Marcus saw an elderly woman point at the legionaries, heard her screech, “It’s the Gamblers, come to sack Videssos!”
She used city slang for the Namdaleni; even in the language of insult, theology came into play.

Curse the ignorant harridan, thought Scaurus. The crowds had just left off being a mob; they could become one again in an instant. But the leader of the street toughs, a thick-shouldered bear of a man named Arsaber, was still jogging along beside the legionaries and came to their rescue now. “Shut it, you scrawny old bitch!” he bellowed. “These here ain’t Gamblers, they’re our friends the Ronams, so don’t you give ’em any trouble, hear?”

He turned back to the tribune, grinning a rotten-toothed grin. “You Ronams, you’re all right. I remember during the riots last summer, you put things down without enjoying it too much.” He spoke of riots and the quelling thereof with the expert knowledge someone else might show on wine.

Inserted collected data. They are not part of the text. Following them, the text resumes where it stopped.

//! Command Line Interface (CLI) layer for ndvichip.
//!
//! This module defines argument parsing (`args`), error types (`errors`),
//! and the orchestration logic (`runner`) that builds a chip dataset, exports
//! its table and writes the run summary. It wires user-provided options to the
//! underlying library functionality exposed via `ndvichip::api`.
//!
//! If you are embedding ndvichip into another application, prefer using
//! the high-level `ndvichip::api` module instead of calling the CLI code.
pub mod args;
pub mod errors;
pub mod runner;

pub use args::CliArgs;
pub use runner::run;
//! Core building blocks: georeferencing, dataset parameters, and the chipping,
//! alignment and labelling steps consumed by the high-level `api` module.
pub mod georef;
pub mod params;
pub mod processing;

Thanks to a bungling herald’s slip at the imperial reception just after the Romans came to Videssos, much of the city still mispronounced their name. Marcus did not think the moment ripe for correcting Arsaber, though. “Well, thanks,” he said.

The plaza of Stavrakios, the coppersmiths’ district—already full of the sound of hammering—the plaza of the Ox, the red-granite imperial office building that doubled as archives and jail, and a double handful of Phos’ temples, large and small, all flashed quickly by as the legionaries stormed toward the palaces.

Then Middle Street opened out into the plaza of Palamas, the greatest forum in the city. Scaurus flicked a glance at the Milestone, a column of the same red granite as the imperial offices. There must have been a score of heads mounted on pikes at its base, like so many gruesome fruit. Nearly all were fresh, but terror had not been enough to keep the Sphrantzai on the throne.